On the Role of Glycolysis in Early Tumorigenesis—Permissive and Executioner Effects

Abstract

Reprogramming energy production from mitochondrial respiration to glycolysis is now considered a hallmark of cancer. When tumors grow beyond a certain size they give rise to changes in their microenvironment (e.g., hypoxia, mechanical stress) that are conducive to the upregulation of glycolysis. Over the years, however, it has become clear that glycolysis can also associate with the earliest steps of tumorigenesis. Thus, many of the oncoproteins most commonly involved in tumor initiation and progression upregulate glycolysis.
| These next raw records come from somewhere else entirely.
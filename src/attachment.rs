//! Database attachments.

use crate::client::Client;
use crate::engine::{AttachmentHandle, TimeZoneRules};
use crate::error::{Error, Result, ResultExt};
use crate::protocol::constants::*;
use crate::protocol::xpb::ParameterBlock;
use std::fmt;
use std::sync::Arc;
use tracing::{debug, warn};

/// Options used when attaching to or creating a database.
#[derive(Debug, Clone, Default, PartialEq, Eq)]
pub struct AttachmentOptions {
    /// Connection character set (`isc_dpb_lc_ctype`).
    pub connection_charset: Option<String>,
    pub user_name: Option<String>,
    pub password: Option<String>,
    pub role: Option<String>,
    /// Raw DPB bytes the named options are appended to.
    pub dpb: Vec<u8>,
    /// Create the database instead of attaching to an existing one.
    pub create_database: bool,
}

impl AttachmentOptions {
    pub fn new() -> Self {
        Self::default()
    }

    pub fn with_connection_charset(mut self, charset: impl Into<String>) -> Self {
        self.connection_charset = Some(charset.into());
        self
    }

    pub fn with_user_name(mut self, user_name: impl Into<String>) -> Self {
        self.user_name = Some(user_name.into());
        self
    }

    pub fn with_password(mut self, password: impl Into<String>) -> Self {
        self.password = Some(password.into());
        self
    }

    pub fn with_role(mut self, role: impl Into<String>) -> Self {
        self.role = Some(role.into());
        self
    }

    pub fn with_dpb(mut self, dpb: impl Into<Vec<u8>>) -> Self {
        self.dpb = dpb.into();
        self
    }

    pub fn with_create_database(mut self, create: bool) -> Self {
        self.create_database = create;
        self
    }

    /// Render the database parameter block.
    pub fn to_dpb(&self) -> Result<Vec<u8>> {
        let mut block = if self.dpb.is_empty() {
            ParameterBlock::new(ISC_DPB_VERSION1)
        } else {
            ParameterBlock::from_raw(&self.dpb)
        };
        let strings = [
            (ISC_DPB_LC_CTYPE, &self.connection_charset),
            (ISC_DPB_USER_NAME, &self.user_name),
            (ISC_DPB_PASSWORD, &self.password),
            (ISC_DPB_SQL_ROLE_NAME, &self.role),
        ];
        for (tag, value) in strings {
            if let Some(value) = value {
                block.insert_string(tag, value)?;
            }
        }
        Ok(block.into_vec())
    }
}

/// A connection to one database.
///
/// Transactions and statements borrow the attachment, so it always outlives
/// them. Dropping a still-attached `Attachment` detaches and logs, rather
/// than returns, any failure.
pub struct Attachment {
    client: Client,
    uri: String,
    zone_rules: Arc<dyn TimeZoneRules>,
    handle: Option<Box<dyn AttachmentHandle>>,
}

impl Attachment {
    /// Attach to `uri`, or create it when `options.create_database` is set.
    pub fn connect(client: &Client, uri: &str, options: &AttachmentOptions) -> Result<Self> {
        let dpb = options.to_dpb()?;
        let handle = if options.create_database {
            client
                .engine()
                .create_database(uri, &dpb)
                .context("Attachment::create", uri)?
        } else {
            client
                .engine()
                .attach_database(uri, &dpb)
                .context("Attachment::attach", uri)?
        };
        debug!(uri, create = options.create_database, "attached");
        Ok(Self {
            client: client.clone(),
            uri: uri.to_string(),
            zone_rules: client.zone_rules(),
            handle: Some(handle),
        })
    }

    pub fn client(&self) -> &Client {
        &self.client
    }

    pub fn uri(&self) -> &str {
        &self.uri
    }

    /// Whether the attachment still holds an engine handle.
    pub fn is_valid(&self) -> bool {
        self.handle.is_some()
    }

    pub(crate) fn handle(&self) -> Result<&dyn AttachmentHandle> {
        self.handle
            .as_deref()
            .ok_or_else(|| Error::usage("Attachment is not valid"))
    }

    pub(crate) fn zone_rules(&self) -> &dyn TimeZoneRules {
        self.zone_rules.as_ref()
    }

    /// Detach from the database.
    pub fn disconnect(&mut self) -> Result<()> {
        self.handle()?;
        if let Some(handle) = self.handle.take() {
            handle.detach().context("Attachment::disconnect", &self.uri)?;
            debug!(uri = %self.uri, "detached");
        }
        Ok(())
    }

    /// Drop the database and release the attachment.
    pub fn drop_database(&mut self) -> Result<()> {
        self.handle()?;
        if let Some(handle) = self.handle.take() {
            handle
                .drop_database()
                .context("Attachment::dropDatabase", &self.uri)?;
            debug!(uri = %self.uri, "database dropped");
        }
        Ok(())
    }
}

impl fmt::Debug for Attachment {
    fn fmt(&self, f: &mut fmt::Formatter<'_>) -> fmt::Result {
        f.debug_struct("Attachment")
            .field("uri", &self.uri)
            .field("valid", &self.is_valid())
            .finish()
    }
}

impl Drop for Attachment {
    fn drop(&mut self) {
        if let Some(handle) = self.handle.take() {
            if let Err(e) = handle.detach() {
                warn!(uri = %self.uri, error = %e, "failed to detach attachment on drop");
            }
        }
    }
}

#[cfg(test)]
mod tests {
    use super::*;

    #[test]
    fn test_dpb_rendering() {
        let options = AttachmentOptions::new()
            .with_connection_charset("UTF8")
            .with_user_name("SYSDBA")
            .with_role("R");
        assert_eq!(
            options.to_dpb().unwrap(),
            vec![1, 48, 4, b'U', b'T', b'F', b'8', 28, 6, b'S', b'Y', b'S', b'D', b'B', b'A', 60, 1, b'R']
        );
        assert_eq!(AttachmentOptions::new().to_dpb().unwrap(), vec![1]);
    }

    #[test]
    fn test_raw_dpb_is_kept() {
        let options = AttachmentOptions::new()
            .with_dpb(vec![1, 29, 1, b'x'])
            .with_user_name("U");
        assert_eq!(options.to_dpb().unwrap(), vec![1, 29, 1, b'x', 28, 1, b'U']);
    }

    #[test]
    fn test_connect_missing_database_has_context() {
        let client = Client::memory();
        let err = Attachment::connect(&client, "mem:nowhere", &AttachmentOptions::new()).unwrap_err();
        assert!(matches!(
            err,
            Error::Context {
                operation: "Attachment::attach",
                ..
            }
        ));
        assert_eq!(err.codes(), vec![ISC_IO_ERROR]);
        assert!(err.to_string().contains("mem:nowhere"));
    }

    #[test]
    fn test_disconnect_invalidates() {
        let client = Client::memory();
        let options = AttachmentOptions::new().with_create_database(true);
        let mut attachment = Attachment::connect(&client, "mem:a", &options).unwrap();
        assert!(attachment.is_valid());
        attachment.disconnect().unwrap();
        assert!(!attachment.is_valid());
        assert!(matches!(attachment.disconnect(), Err(Error::Usage { .. })));
    }

    #[test]
    fn test_drop_database() {
        let client = Client::memory();
        let create = AttachmentOptions::new().with_create_database(true);
        let mut attachment = Attachment::connect(&client, "mem:b", &create).unwrap();
        attachment.drop_database().unwrap();
        assert!(Attachment::connect(&client, "mem:b", &AttachmentOptions::new()).is_err());
    }
}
Moreover, in recent years, considerable evidence has been reported suggesting that upregulated glycolysis itself, through its enzymes and/or metabolites, may play a causative role in tumorigenesis, either by acting itself as an oncogenic stimulus or by facilitating the appearance of oncogenic mutations. In fact, several changes induced by upregulated glycolysis have been shown to be involved in tumor initiation and early tumorigenesis: glycolysis-induced chromatin remodeling, inhibition of premature senescence and induction of proliferation, effects on DNA repair, O-linked N-acetylglucosamine modification of target proteins, antiapoptotic effects, induction of epithelial–mesenchymal transition or autophagy, and induction of angiogenesis. In this article we summarize the evidence that upregulated glycolysis is involved in tumor initiation and, in the following, we propose a mechanistic model aimed at explaining how upregulated glycolysis may play such a role.